Stored data:
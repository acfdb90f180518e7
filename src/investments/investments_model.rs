use rust_decimal::Decimal;
use serde::{Deserialize, Serialize};

use crate::engine::OperationOutcome;
use crate::pricing::PriceQuote;

/// Holding state of one investment account after a position update. The
/// average cost is a single blended figure, not per-lot.
#[derive(Debug, Clone, Serialize, Deserialize)]
#[serde(rename_all = "camelCase")]
pub struct InvestmentPosition {
    pub account_id: String,
    pub symbol: String,
    pub quantity: Decimal,
    pub average_cost: Decimal,
    pub invested_amount: Decimal,
}

/// Result of a purchase: the wallet-side outcome, the price that was used,
/// and the updated position when the purchase went through.
#[derive(Debug, Clone, Serialize, Deserialize)]
#[serde(rename_all = "camelCase")]
pub struct PurchaseOutcome {
    pub outcome: OperationOutcome,
    #[serde(skip_serializing_if = "Option::is_none")]
    pub quote: Option<PriceQuote>,
    #[serde(skip_serializing_if = "Option::is_none")]
    pub position: Option<InvestmentPosition>,
}
use rand::Rng;
use rust_decimal::prelude::FromPrimitive;
use rust_decimal::Decimal;
use std::collections::HashMap;
use std::sync::Mutex;

use super::super::pricing_errors::{PricingError, Result};
use super::super::pricing_traits::PriceSourceTrait;

const MAX_DRIFT_PERCENT: f64 = 2.0;

/// In-process provider that random-walks seeded prices, standing in for a
/// market feed. Each call drifts the stored price by up to ±2% so repeated
/// valuations move the way a real feed would.
pub struct SimulatedPriceSource {
    prices: Mutex<HashMap<String, Decimal>>,
}

impl SimulatedPriceSource {
    pub fn new() -> Self {
        Self {
            prices: Mutex::new(HashMap::new()),
        }
    }

    /// Seeds a symbol with a starting price
    pub fn with_price(self, symbol: impl Into<String>, price: Decimal) -> Self {
        {
            let mut prices = self
                .prices
                .lock()
                .unwrap_or_else(|poisoned| poisoned.into_inner());
            prices.insert(symbol.into(), price);
        }
        self
    }
}

impl Default for SimulatedPriceSource {
    fn default() -> Self {
        Self::new()
    }
}

impl PriceSourceTrait for SimulatedPriceSource {
    fn latest_price(&self, symbol: &str) -> Result<Decimal> {
        let mut prices = self
            .prices
            .lock()
            .unwrap_or_else(|poisoned| poisoned.into_inner());
        let current = prices
            .get(symbol)
            .copied()
            .ok_or_else(|| PricingError::Unavailable(symbol.to_string()))?;

        let drift_percent =
            rand::thread_rng().gen_range(-MAX_DRIFT_PERCENT..=MAX_DRIFT_PERCENT);
        let factor = Decimal::from_f64(1.0 + drift_percent / 100.0)
            .unwrap_or(Decimal::ONE);
        let next = (current * factor).round_dp(2).max(Decimal::new(1, 2));
        prices.insert(symbol.to_string(), next);
        Ok(next)
    }
}

#[cfg(test)]
mod tests {
    use super::*;
    use rust_decimal_macros::dec;

    #[test]
    fn test_unknown_symbol_is_unavailable() {
        let source = SimulatedPriceSource::new();
        assert!(matches!(
            source.latest_price("NOPE"),
            Err(PricingError::Unavailable(_))
        ));
    }

    #[test]
    fn test_price_walks_within_bounds() {
        let source = SimulatedPriceSource::new().with_price("ACME", dec!(100));
        let mut previous = dec!(100);
        for _ in 0..50 {
            let next = source.latest_price("ACME").unwrap();
            let lower = (previous * dec!(0.98)).round_dp(2);
            let upper = (previous * dec!(1.02)).round_dp(2);
            assert!(
                next >= lower - dec!(0.01) && next <= upper + dec!(0.01),
                "price {} drifted outside [{}, {}]",
                next,
                lower,
                upper
            );
            assert!(next > Decimal::ZERO);
            previous = next;
        }
    }
}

**What is required**
Each entry above is to be transcribed exactly as it was written.

**Solution to this problem**
repository acfdb90f180518e7
filename src/investments/investments_model.rs
use rust_decimal::Decimal;
use serde::{Deserialize, Serialize};

use crate::engine::OperationOutcome;
use crate::pricing::PriceQuote;

/// Holding state of one investment account after a position update. The
/// average cost is a single blended figure, not per-lot.
#[derive(Debug, Clone, Serialize, Deserialize)]
#[serde(rename_all = "camelCase")]
pub struct InvestmentPosition {
    pub account_id: String,
    pub symbol: String,
    pub quantity: Decimal,
    pub average_cost: Decimal,
    pub invested_amount: Decimal,
}

/// Result of a purchase: the wallet-side outcome, the price that was used,
/// and the updated position when the purchase went through.
#[derive(Debug, Clone, Serialize, Deserialize)]
#[serde(rename_all = "camelCase")]
pub struct PurchaseOutcome {
    pub outcome: OperationOutcome,
    #[serde(skip_serializing_if = "Option::is_none")]
    pub quote: Option<PriceQuote>,
    #[serde(skip_serializing_if = "Option::is_none")]
    pub position: Option<InvestmentPosition>,
}
use rand::Rng;
use rust_decimal::prelude::FromPrimitive;
use rust_decimal::Decimal;
use std::collections::HashMap;
use std::sync::Mutex;

use super::super::pricing_errors::{PricingError, Result};
use super::super::pricing_traits::PriceSourceTrait;

const MAX_DRIFT_PERCENT: f64 = 2.0;

/// In-process provider that random-walks seeded prices, standing in for a
/// market feed. Each call drifts the stored price by up to ±2% so repeated
/// valuations move the way a real feed would.
pub struct SimulatedPriceSource {
    prices: Mutex<HashMap<String, Decimal>>,
}

impl SimulatedPriceSource {
    pub fn new() -> Self {
        Self {
            prices: Mutex::new(HashMap::new()),
        }
    }

    /// Seeds a symbol with a starting price
    pub fn with_price(self, symbol: impl Into<String>, price: Decimal) -> Self {
        {
            let mut prices = self
                .prices
                .lock()
                .unwrap_or_else(|poisoned| poisoned.into_inner());
            prices.insert(symbol.into(), price);
        }
        self
    }
}

impl Default for SimulatedPriceSource {
    fn default() -> Self {
        Self::new()
    }
}

impl PriceSourceTrait for SimulatedPriceSource {
    fn latest_price(&self, symbol: &str) -> Result<Decimal> {
        let mut prices = self
            .prices
            .lock()
            .unwrap_or_else(|poisoned| poisoned.into_inner());
        let current = prices
            .get(symbol)
            .copied()
            .ok_or_else(|| PricingError::Unavailable(symbol.to_string()))?;

        let drift_percent =
            rand::thread_rng().gen_range(-MAX_DRIFT_PERCENT..=MAX_DRIFT_PERCENT);
        let factor = Decimal::from_f64(1.0 + drift_percent / 100.0)
            .unwrap_or(Decimal::ONE);
        let next = (current * factor).round_dp(2).max(Decimal::new(1, 2));
        prices.insert(symbol.to_string(), next);
        Ok(next)
    }
}

#[cfg(test)]
mod tests {
    use super::*;
    use rust_decimal_macros::dec;

    #[test]
    fn test_unknown_symbol_is_unavailable() {
        let source = SimulatedPriceSource::new();
        assert!(matches!(
            source.latest_price("NOPE"),
            Err(PricingError::Unavailable(_))
        ));
    }

    #[test]
    fn test_price_walks_within_bounds() {
        let source = SimulatedPriceSource::new().with_price("ACME", dec!(100));
        let mut previous = dec!(100);
        for _ in 0..50 {
            let next = source.latest_price("ACME").unwrap();
            let lower = (previous * dec!(0.98)).round_dp(2);
            let upper = (previous * dec!(1.02)).round_dp(2);
            assert!(
                next >= lower - dec!(0.01) && next <= upper + dec!(0.01),
                "price {} drifted outside [{}, {}]",
                next,
                lower,
                upper
            );
            assert!(next > Decimal::ZERO);
            previous = next;
        }
    }
}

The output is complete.